Neonatal Neurovascular Disorders


Key Points

  • Perinatal stroke is a vascular event causing focal interruption of blood supply and can be categorized based on the vascular distribution of stroke (arterial or venous), age at the time of stroke, and age at presentation.

  • When a stroke is suspected in a neonate, neuroimaging is required for confirmation of diagnosis, followed by risk factor assessment and creation of a specific treatment plan.

  • In infants and neonates, cerebral sinus venous thrombosis usually presents with seizures and/or encephalopathy, and treatment varies from conservative neuromonitoring to anticoagulation.

  • Subdural and subarachnoid hemorrhages are both associated with vacuum/forceps-assisted deliveries and coagulopathy. Evaluation includes neuroimaging and monitoring, and outcomes vary based on location and size.

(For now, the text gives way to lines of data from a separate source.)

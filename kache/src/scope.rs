//! Scoped backend acquisition.
//!
//! [`OpenBackend`] owns a handle from [`StorageBackend::open`] and releases
//! it on every exit path: explicitly through [`OpenBackend::close`] on
//! success, or from `Drop` when a call bails out early with `?` or unwinds.

use kache_core::{CacheKey, KacheResult, StoredValue};
use kache_storage::{BackendHandle, StorageBackend};

pub(crate) struct OpenBackend<'a> {
    handle: Box<dyn BackendHandle + 'a>,
    location: String,
    closed: bool,
}

impl<'a> OpenBackend<'a> {
    pub(crate) fn open(backend: &'a dyn StorageBackend) -> KacheResult<Self> {
        let handle = backend.open()?;
        let location = backend.location();
        tracing::trace!(location = %location, kind = %backend.kind(), "Backend opened");
        Ok(Self {
            handle,
            location,
            closed: false,
        })
    }

    pub(crate) fn contains(&self, key: &CacheKey) -> KacheResult<bool> {
        self.handle.contains(key)
    }

    pub(crate) fn get(&self, key: &CacheKey) -> KacheResult<StoredValue> {
        self.handle.get(key)
    }

    pub(crate) fn set(&mut self, key: &CacheKey, value: &StoredValue) -> KacheResult<()> {
        self.handle.set(key, value)
    }

    /// Release the handle, surfacing any close failure.
    pub(crate) fn close(mut self) -> KacheResult<()> {
        self.closed = true;
        let result = self.handle.close();
        tracing::trace!(location = %self.location, "Backend closed");
        result
    }
}

impl Drop for OpenBackend<'_> {
    fn drop(&mut self) {
        if self.closed {
            return;
        }
        match self.handle.close() {
            Ok(()) => tracing::trace!(location = %self.location, "Backend closed on early exit"),
            Err(e) => tracing::warn!(
                location = %self.location,
                error = %e,
                "Failed to close backend on early exit"
            ),
        }
    }
}
//! Kache Core - Parameters, Keys, Errors
//!
//! Everything a cached computation needs before it touches storage: the
//! parameter model and signature binding, cache key derivation, the error
//! taxonomy, and construction-time configuration. The only I/O here is
//! reading configuration files in [`config`]; storage lives in
//! `kache-storage`.

pub mod config;
pub mod error;
pub mod key;
pub mod params;

pub use config::{
    BackendConfig, CacheOptions, CallPolicy, KeyConfig, CONFIG_ENV_VAR, DEFAULT_MAP_SIZE_MB,
};
pub use error::{
    BindError, BoxError, ConfigError, KacheError, KacheResult, KeyError, StorageError,
};
pub use key::{canonical_encoding, derive_key, CacheKey, KeyFn, KeyStrategy, KEY_SEPARATOR};
pub use params::{CallArgs, ParamValue, Parameter, ParameterSet, Signature};

/// Value stored in a backend. Results are converted to and from this form.
pub type StoredValue = serde_json::Value;
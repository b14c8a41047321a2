//! Kache Storage - Backend Trait and Implementations
//!
//! Defines the storage abstraction that cached computations call through,
//! an in-process map backend and a persistent LMDB backend.

pub mod factory;
pub mod lmdb_backend;
pub mod memory;
pub mod traits;

pub use factory::open_backend;
pub use lmdb_backend::{LmdbBackend, LmdbError};
pub use memory::MemoryBackend;
pub use traits::{BackendHandle, BackendKind, StorageBackend};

  • Vein of Galen malformation is the most common arteriovenous malformation of the newborn, often presenting with cardiac and/or neurologic complications. The clinical picture depends on the age at presentation.

Perinatal Stroke

Epidemiology

Ischemic perinatal strokes (IPS) are focal or multifocal arterial or venous infarctions occurring between 20 weeks’ gestation and 28 days’ postnatal life and are confirmed by neuroimaging or neuropathologic studies. The reported incidence varies between 1 in 1600 and 1 in 5000 live births, with likely higher incidence given that most of the studies were retrospective and magnetic resonance imaging (MRI) was not routinely used. The IPS is responsible for one-third of term and late-preterm children affected with hemiplegic cerebral palsy (CP). IPS is slightly more common in males and non-Hispanic black ethnicity when compared to whites and occurs most often in the left middle cerebral artery (MCA) distribution, with the most affected region being the left cerebral hemisphere.

Risk factors for perinatal stroke include maternal primiparity, preeclampsia, prolonged rupture of membranes, chorioamnionitis, and cord anomalies. Presence of more than one of these risk factors can increase the probability of perinatal stroke to 1 in 200. Complicated deliveries involving emergency cesarean section or instrumentation have also been associated with IPS. Table 56.1 includes multiple proposed risk factors for perinatal stroke, mostly from studies presenting associations rather than causation. Most cases lack definitive causes.

Table 56.1
Risk Factors for Perinatal Stroke
Maternal/Placental Fetal/Neonatal
  • History of infertility

  • Primiparity

  • Pre-eclampsia

  • Maternal diabetes

  • Autoimmune disorders (e.g., systemic lupus erythematous)

  • Maternal prothrombotic disorders

  • Maternal antiphospholipid antibodies

  • Coagulation disorders

  • Anticardiolipin antibodies

  • Drug use (cocaine, smoking)

  • Maternal infection (chorioamnionitis)

  • Maternal fever

  • Trauma

  • Placental abnormalities (e.g., thrombotic vasculopathy, emboli, inflammatory mediators)

  • Growth restriction

  • Multiple gestation

  • Twin to twin transfusion syndrome

  • Trauma to great arteries at birth

  • Intrapartum asphyxia

  • Congenital heart disease

  • Vascular anomalies

  • Col4a1 and 2 mutations

  • Infection (e.g., central nervous system, systemic)

  • Thrombophilia

  • Antiphospholipid antibodies

  • Hypoglycemia

  • Extracorporeal membrane oxygenation (ECMO)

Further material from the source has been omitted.